-------- Records for processing

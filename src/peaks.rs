//! Band-limited spectral peak picking.

use crate::types::FrequencyRange;

/// Half-width of the local-maximum neighbourhood, in bins.
pub const LOCAL_MAX_HALF_WINDOW: usize = 2;

#[derive(Debug, Clone, Copy, PartialEq)]
pub struct Peak {
    pub bin: usize,
    /// Magnitude in the spectrum the search ran over.
    pub value: f64,
}

/// Bin span `[floor(min / bin_hz), ceil(max / bin_hz)]` covering `band`.
pub fn band_bins(band: &FrequencyRange, bin_hz: f64) -> (usize, usize) {
    let start = (band.min / bin_hz).floor().max(0.0) as usize;
    let end = (band.max / bin_hz).ceil().max(0.0) as usize;
    (start, end)
}

/// Strongest strict local maximum with its centre in `start + w .. end - w`.
///
/// A bin qualifies only when all `±w` neighbours are strictly lower. Among
/// qualifying bins the first one with the largest value wins.
pub fn strongest_peak(
    spectrum: &[f64],
    start: usize,
    end: usize,
    half_window: usize,
) -> Option<Peak> {
    let end = end.min(spectrum.len());
    let lo = start + half_window;
    let hi = end.saturating_sub(half_window);

    let mut best: Option<Peak> = None;
    for i in lo..hi {
        let center = spectrum[i];
        if !center.is_finite() {
            continue;
        }
        let is_peak = (i - half_window..=i + half_window)
            .filter(|&j| j != i)
            .all(|j| spectrum[j] < center);
        if !is_peak {
            continue;
        }
        if best.map_or(true, |b| center > b.value) {
            best = Some(Peak { bin: i, value: center });
        }
    }
    best
}
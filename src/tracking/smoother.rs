use crate::tracking::SmoothingState;
use crate::types::FormantEstimate;

#[derive(Clone, Copy, Debug)]
struct Exponential1D {
    value: Option<f64>,
}

impl Exponential1D {
    fn new() -> Self {
        Self { value: None }
    }

    fn reset(&mut self) {
        *self = Self::new();
    }

    fn update(&mut self, z: f64, alpha: f64) -> f64 {
        let next = match self.value {
            Some(prev) => alpha * prev + (1.0 - alpha) * z,
            None => z,
        };
        self.value = Some(next);
        next
    }

    fn position(&self) -> Option<f64> {
        self.value
    }
}

/// Independent exponential smoothing of F1 and F2.
///
/// `alpha` weights the previous value; the first sample passes through.
#[derive(Clone, Debug)]
pub struct FormantSmoother {
    f1: Exponential1D,
    f2: Exponential1D,
    alpha: f64,
}

impl FormantSmoother {
    pub fn new(alpha: f64) -> Self {
        Self {
            f1: Exponential1D::new(),
            f2: Exponential1D::new(),
            alpha,
        }
    }

    pub fn alpha(&self) -> f64 {
        self.alpha
    }

    pub fn reset(&mut self) {
        self.f1.reset();
        self.f2.reset();
    }

    pub fn update(&mut self, raw: FormantEstimate) -> FormantEstimate {
        let f1 = self.f1.update(raw.f1, self.alpha);
        let f2 = self.f2.update(raw.f2, self.alpha);
        FormantEstimate { f1, f2 }
    }

    pub fn state(&self) -> SmoothingState {
        SmoothingState {
            f1: self.f1.position(),
            f2: self.f2.position(),
        }
    }
}
use std::collections::VecDeque;
use std::time::{Duration, Instant};

/// Display weight (opacity) of a history point.
#[derive(Debug, Clone, Copy, PartialEq)]
pub enum PointWeight {
    /// Caller-supplied, never changes.
    Fixed(f64),
    /// Fades linearly from 1 to 0 over the fade window after insertion.
    Decaying { inserted_at: Instant },
}

impl PointWeight {
    pub fn weight_at(&self, now: Instant, fade_window: Duration) -> f64 {
        match *self {
            PointWeight::Fixed(w) => w,
            PointWeight::Decaying { inserted_at } => {
                if fade_window.is_zero() {
                    return 0.0;
                }
                let elapsed = now.saturating_duration_since(inserted_at).as_secs_f64();
                (1.0 - elapsed / fade_window.as_secs_f64()).max(0.0)
            }
        }
    }
}

/// One accepted (F1, F2) pair together with its chart position.
#[derive(Debug, Clone, Copy, PartialEq)]
pub struct HistoryPoint {
    pub f1: f64,
    pub f2: f64,
    pub x: f64,
    pub y: f64,
    pub weight: PointWeight,
}

/// Fixed-capacity FIFO of recent points, oldest first.
#[derive(Debug, Clone)]
pub struct History {
    points: VecDeque<HistoryPoint>,
    capacity: usize,
}

impl History {
    /// `capacity` must be non-zero; the classifier validates it before building one.
    pub fn with_capacity(capacity: usize) -> Self {
        Self {
            points: VecDeque::with_capacity(capacity),
            capacity,
        }
    }

    pub fn capacity(&self) -> usize {
        self.capacity
    }

    pub fn len(&self) -> usize {
        self.points.len()
    }

    pub fn is_empty(&self) -> bool {
        self.points.is_empty()
    }

    /// Appends `point`, returning the evicted oldest point when full.
    pub fn push(&mut self, point: HistoryPoint) -> Option<HistoryPoint> {
        let evicted = if self.points.len() >= self.capacity {
            self.points.pop_front()
        } else {
            None
        };
        self.points.push_back(point);
        evicted
    }

    pub fn latest(&self) -> Option<&HistoryPoint> {
        self.points.back()
    }

    pub fn iter(&self) -> impl DoubleEndedIterator<Item = &HistoryPoint> + ExactSizeIterator {
        self.points.iter()
    }

    pub fn snapshot(&self) -> Vec<HistoryPoint> {
        self.points.iter().copied().collect()
    }

    pub fn clear(&mut self) {
        self.points.clear();
    }
}

#[cfg(test)]
mod tests {
    use super::*;

    fn point(i: usize) -> HistoryPoint {
        HistoryPoint {
            f1: 300.0 + i as f64,
            f2: 1000.0 + i as f64,
            x: i as f64,
            y: i as f64,
            weight: PointWeight::Fixed(1.0),
        }
    }

    #[test]
    fn keeps_last_capacity_points_in_order() {
        let capacity = 5;
        let k = 7;
        let mut h = History::with_capacity(capacity);
        for i in 0..capacity + k {
            h.push(point(i));
            assert!(h.len() <= capacity);
        }
        let kept: Vec<f64> = h.iter().map(|p| p.f1).collect();
        let expected: Vec<f64> = (k..capacity + k).map(|i| point(i).f1).collect();
        assert_eq!(kept, expected);
        assert_eq!(h.latest().map(|p| p.x), Some((capacity + k - 1) as f64));
    }

    #[test]
    fn push_reports_eviction() {
        let mut h = History::with_capacity(2);
        assert!(h.push(point(0)).is_none());
        assert!(h.push(point(1)).is_none());
        assert_eq!(h.push(point(2)), Some(point(0)));
    }

    #[test]
    fn clear_empties() {
        let mut h = History::with_capacity(3);
        h.push(point(0));
        h.clear();
        assert!(h.is_empty());
        assert!(h.latest().is_none());
        assert_eq!(h.capacity(), 3);
    }

    #[test]
    fn decaying_weight_fades_linearly() {
        let t0 = Instant::now();
        let window = Duration::from_secs(2);
        let w = PointWeight::Decaying { inserted_at: t0 };
        assert!((w.weight_at(t0, window) - 1.0).abs() < 1e-12);
        assert!((w.weight_at(t0 + Duration::from_millis(500), window) - 0.75).abs() < 1e-9);
        assert_eq!(w.weight_at(t0 + Duration::from_secs(3), window), 0.0);
    }

    #[test]
    fn fixed_weight_ignores_time() {
        let t0 = Instant::now();
        let w = PointWeight::Fixed(0.4);
        assert_eq!(w.weight_at(t0 + Duration::from_secs(60), Duration::from_secs(2)), 0.4);
    }
}
//! Opt-in `tracing` subscriber for hosts, benches and tests.
//!
//! The library only emits events; nothing is printed until a host installs a
//! subscriber, either its own or the one set up here.

use std::sync::OnceLock;

use tracing::Level;
use tracing_subscriber::{fmt, EnvFilter};

/// Filter used when `RUST_LOG` is unset.
pub const DEFAULT_DIRECTIVE: &str = "formant_chart=info";

static SUBSCRIBER: OnceLock<bool> = OnceLock::new();

/// Installs a compact fmt subscriber filtered by `RUST_LOG`.
///
/// Safe to call repeatedly. Returns whether a subscriber from this module is
/// active, which is `false` if another global subscriber was installed first.
pub fn init() -> bool {
    *SUBSCRIBER.get_or_init(|| install(false))
}

/// Like [`init`], but routes output through the libtest capture.
pub fn init_for_tests() -> bool {
    *SUBSCRIBER.get_or_init(|| install(true))
}

fn filter() -> EnvFilter {
    EnvFilter::try_from_default_env()
        .or_else(|_| EnvFilter::try_new(DEFAULT_DIRECTIVE))
        .unwrap_or_else(|_| EnvFilter::default().add_directive(Level::INFO.into()))
}

fn install(test_writer: bool) -> bool {
    let builder = fmt().with_env_filter(filter()).with_target(false).compact();
    let result = if test_writer {
        builder.with_test_writer().try_init()
    } else {
        builder.try_init()
    };
    match result {
        Ok(()) => true,
        Err(err) => {
            eprintln!("[telemetry] tracing subscriber not installed: {err}");
            false
        }
    }
}

#[cfg(test)]
mod tests {
    use super::*;

    #[test]
    fn repeated_init_is_stable() {
        let first = init_for_tests();
        assert_eq!(init(), first);
        assert_eq!(init_for_tests(), first);
    }
}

----------------

*Goal of the exercise*.
Word for word, set down the lines from the beginning of the records through the line that holds "use crate::types::FormantEstimate;". Leave out the rest.

*Completed exercise*.
filename src/peaks.rs
//! Band-limited spectral peak picking.

use crate::types::FrequencyRange;

/// Half-width of the local-maximum neighbourhood, in bins.
pub const LOCAL_MAX_HALF_WINDOW: usize = 2;

#[derive(Debug, Clone, Copy, PartialEq)]
pub struct Peak {
    pub bin: usize,
    /// Magnitude in the spectrum the search ran over.
    pub value: f64,
}

/// Bin span `[floor(min / bin_hz), ceil(max / bin_hz)]` covering `band`.
pub fn band_bins(band: &FrequencyRange, bin_hz: f64) -> (usize, usize) {
    let start = (band.min / bin_hz).floor().max(0.0) as usize;
    let end = (band.max / bin_hz).ceil().max(0.0) as usize;
    (start, end)
}

/// Strongest strict local maximum with its centre in `start + w .. end - w`.
///
/// A bin qualifies only when all `±w` neighbours are strictly lower. Among
/// qualifying bins the first one with the largest value wins.
pub fn strongest_peak(
    spectrum: &[f64],
    start: usize,
    end: usize,
    half_window: usize,
) -> Option<Peak> {
    let end = end.min(spectrum.len());
    let lo = start + half_window;
    let hi = end.saturating_sub(half_window);

    let mut best: Option<Peak> = None;
    for i in lo..hi {
        let center = spectrum[i];
        if !center.is_finite() {
            continue;
        }
        let is_peak = (i - half_window..=i + half_window)
            .filter(|&j| j != i)
            .all(|j| spectrum[j] < center);
        if !is_peak {
            continue;
        }
        if best.map_or(true, |b| center > b.value) {
            best = Some(Peak { bin: i, value: center });
        }
    }
    best
}
filename src/tracking/smoother.rs
use crate::tracking::SmoothingState;
use crate::types::FormantEstimate;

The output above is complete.